Nel maggio 2026 Erik Lesser una nuova avventura alla guida del settore giovanile femminile della Germania. L’ex biatleta punta a trasmettere alle nuove generazioni l’esperienza maturata in una lunga carriera ai massimi livelli: si tratta di una responsabilità diversa rispetto agli incarichi ricoperti in precedenza, sia da atleta sia come allenatore alla Oberhof Sports High School. Lesser conosce già bene la struttura e il funzionamento della federazione tedesca, ma ora può osservarli da una prospettiva completamente differente.
Il lavoro con le giovani biatlete presenta caratteristiche particolari. Lesser non segue quotidianamente le atlete: ognuna dispone infatti di una propria base di allenamento e di un tecnico personale.

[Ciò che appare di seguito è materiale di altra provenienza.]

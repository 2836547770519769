//! Schemas mirroring the shape of [`Value`](crate::Value).

use std::collections::BTreeMap;
use std::fmt;

use serde::{Deserialize, Serialize};

/// Tag of a scalar value kind.
#[derive(Debug, Clone, Copy, PartialEq, Eq, Hash, PartialOrd, Ord, Serialize, Deserialize)]
pub enum BasicType {
    /// Double-precision number.
    Number,
    /// Signed integer. Never coerced to or from `Number`.
    Integer,
    /// UTF-8 text.
    String,
    /// `True` / `False`.
    Boolean,
    /// Three double-precision components.
    Vec3,
}

impl BasicType {
    /// Name used in scripts and diagnostics.
    #[must_use]
    pub const fn name(self) -> &'static str {
        match self {
            Self::Number => "Number",
            Self::Integer => "Integer",
            Self::String => "String",
            Self::Boolean => "Boolean",
            Self::Vec3 => "Vector3",
        }
    }

    /// Resolve a script type name. `Vec3` is accepted as an alias of `Vector3`.
    #[must_use]
    pub fn from_name(name: &str) -> Option<Self> {
        match name {
            "Number" => Some(Self::Number),
            "Integer" => Some(Self::Integer),
            "String" => Some(Self::String),
            "Boolean" => Some(Self::Boolean),
            "Vector3" | "Vec3" => Some(Self::Vec3),
            _ => None,
        }
    }
}

impl fmt::Display for BasicType {
    fn fmt(&self, f: &mut fmt::Formatter<'_>) -> fmt::Result {
        f.write_str(self.name())
    }
}

/// Field name to field type. Ordered by key so equality ignores declaration order.
pub type RecordType = BTreeMap<String, Type>;

/// Structural schema of a value.
#[derive(Debug, Clone, PartialEq, Eq, Hash, Serialize, Deserialize)]
pub enum Type {
    Basic(BasicType),
    Record(RecordType),
    Optional(Box<Type>),
}

impl Type {
    /// Build a record type from `(field, type)` pairs.
    pub fn record<I, K>(fields: I) -> Self
    where
        I: IntoIterator<Item = (K, Self)>,
        K: Into<String>,
    {
        Self::Record(fields.into_iter().map(|(k, t)| (k.into(), t)).collect())
    }

    /// The record type with no fields, used as the payload of events that carry no data.
    #[must_use]
    pub fn empty_record() -> Self {
        Self::Record(RecordType::new())
    }

    /// Wrap a type in an optional.
    #[must_use]
    pub fn optional(inner: Self) -> Self {
        Self::Optional(Box::new(inner))
    }

    /// The scalar tag, if this is a basic type.
    #[must_use]
    pub const fn basic(&self) -> Option<BasicType> {
        match self {
            Self::Basic(basic) => Some(*basic),
            _ => None,
        }
    }

    /// Type of a record field, if this is a record type that has it.
    #[must_use]
    pub fn field(&self, name: &str) -> Option<&Self> {
        match self {
            Self::Record(fields) => fields.get(name),
            _ => None,
        }
    }
}

impl From<BasicType> for Type {
    fn from(basic: BasicType) -> Self {
        Self::Basic(basic)
    }
}

impl fmt::Display for Type {
    fn fmt(&self, f: &mut fmt::Formatter<'_>) -> fmt::Result {
        match self {
            Self::Basic(basic) => write!(f, "{basic}"),
            Self::Record(fields) => {
                write!(f, "Record {{")?;
                for (i, (name, ty)) in fields.iter().enumerate() {
                    if i > 0 {
                        write!(f, ",")?;
                    }
                    write!(f, " {name}: {ty}")?;
                }
                if !fields.is_empty() {
                    write!(f, " ")?;
                }
                write!(f, "}}")
            }
            Self::Optional(inner) => write!(f, "Optional<{inner}>"),
        }
    }
}

#[cfg(test)]
mod tests {
    use super::*;

    #[test]
    fn test_record_equality_ignores_order() {
        let a = Type::record([
            ("x", Type::Basic(BasicType::Number)),
            ("name", Type::Basic(BasicType::String)),
        ]);
        let b = Type::record([
            ("name", Type::Basic(BasicType::String)),
            ("x", Type::Basic(BasicType::Number)),
        ]);
        assert_eq!(a, b);
    }

    #[test]
    fn test_number_and_integer_differ() {
        assert_ne!(
            Type::Basic(BasicType::Number),
            Type::Basic(BasicType::Integer)
        );
    }

    #[test]
    fn test_display() {
        let ty = Type::record([
            ("b", Type::Basic(BasicType::Boolean)),
            ("hp", Type::optional(Type::Basic(BasicType::Integer))),
        ]);
        assert_eq!(ty.to_string(), "Record { b: Boolean, hp: Optional<Integer> }");
        assert_eq!(Type::empty_record().to_string(), "Record {}");
    }

    #[test]
    fn test_type_names() {
        assert_eq!(BasicType::from_name("Vec3"), Some(BasicType::Vec3));
        assert_eq!(BasicType::from_name("Vector3"), Some(BasicType::Vec3));
        assert_eq!(BasicType::from_name("number"), None);
    }
}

«Non elaboro piani annuali né supervisiono gli allenamenti quotidiani; il mio compito è quello di garantire che le strutture del programma juniores funzionino correttamente. Questo include, ad esempio, l’organizzazione dei ritiri» spiega l’ex campione olimpico e mondiale a Biathloworld. «Quando siamo in trasferta insieme, è importante che l’allenamento soddisfi le esigenze di tutte. Le atlete hanno un’età compresa tra i 17 e i 21 anni: alcune frequentano ancora le scuole superiori, mentre altre sono già professioniste. Ciò richiede un buon equilibrio affinché tutte possano continuare a crescere durante il ritiro».
E qui, la sua esperienza con i propri allenatori, in particolare Hartmut Gollhardt, che ha avuto una grande influenza durante gli anni della giovinezza, e successivamente Mark Kirchner e Andreas Stitzl, entra in gioco.
«Penso spesso a quello che facevamo quando ero atleta e mi chiedo se oggi le cose vengano fatte diversamente e, in caso affermativo, perché. Sono convinto che le prestazioni di vertice possano essere raggiunte soltanto attraverso il duro lavoro. “Non si può ottenere qualcosa dal nulla” può sembrare un cliché, ma nello sport agonistico è certamente vero».
Ecco perché l’ex biathleta della Turingia respinge l’idea che le nuove generazioni siano meno disposte al sacrificio: i social possono restituire un’immagine distorta della preparazione, ma la sua esperienza sul campo racconta tutt’altro.
«Non ho mai visto una giovane atleta che non fosse pronta a spingersi al limite in allenamento o che evitasse un lavoro intenso. Gli allenamenti a intervalli sembrano facili su Instagram. È facile dimenticare che lo sport agonistico è duro lavoro».
Accanto al duro lavoro, Lesser spera di poter essere un tecnico facilmente avvicinabile dalle proprie atlete: «Voglio essere un allenatore con cui si possa parlare apertamente di qualsiasi problema, anche se cerco di tenere separate la sfera privata e quella professionale».
Per il gruppo seguito dal 38enne, il primo appuntamento importante arriverà nel weekend, quando a Dresda le atlete renderanno parte al City Biathlon di fronte ai tifosi tedeschi nella Youngster Team Challenge. «È un evento fantastico per acquisire esperienza e un ottimo modo per prepararsi ai Campionati tedeschi, che si terranno una settimana dopo. Per me, come atleta, il City Biathlon è sempre stata una grande opportunità per allenarmi intensamente con altri atleti di alto livello. Trasmetto questa esperienza anche al mio gruppo. Sebbene io possa offrire consigli sulla gara in sé, ogni atleta deve adattarsi alla situazione individualmente e prepararsi mentalmente.».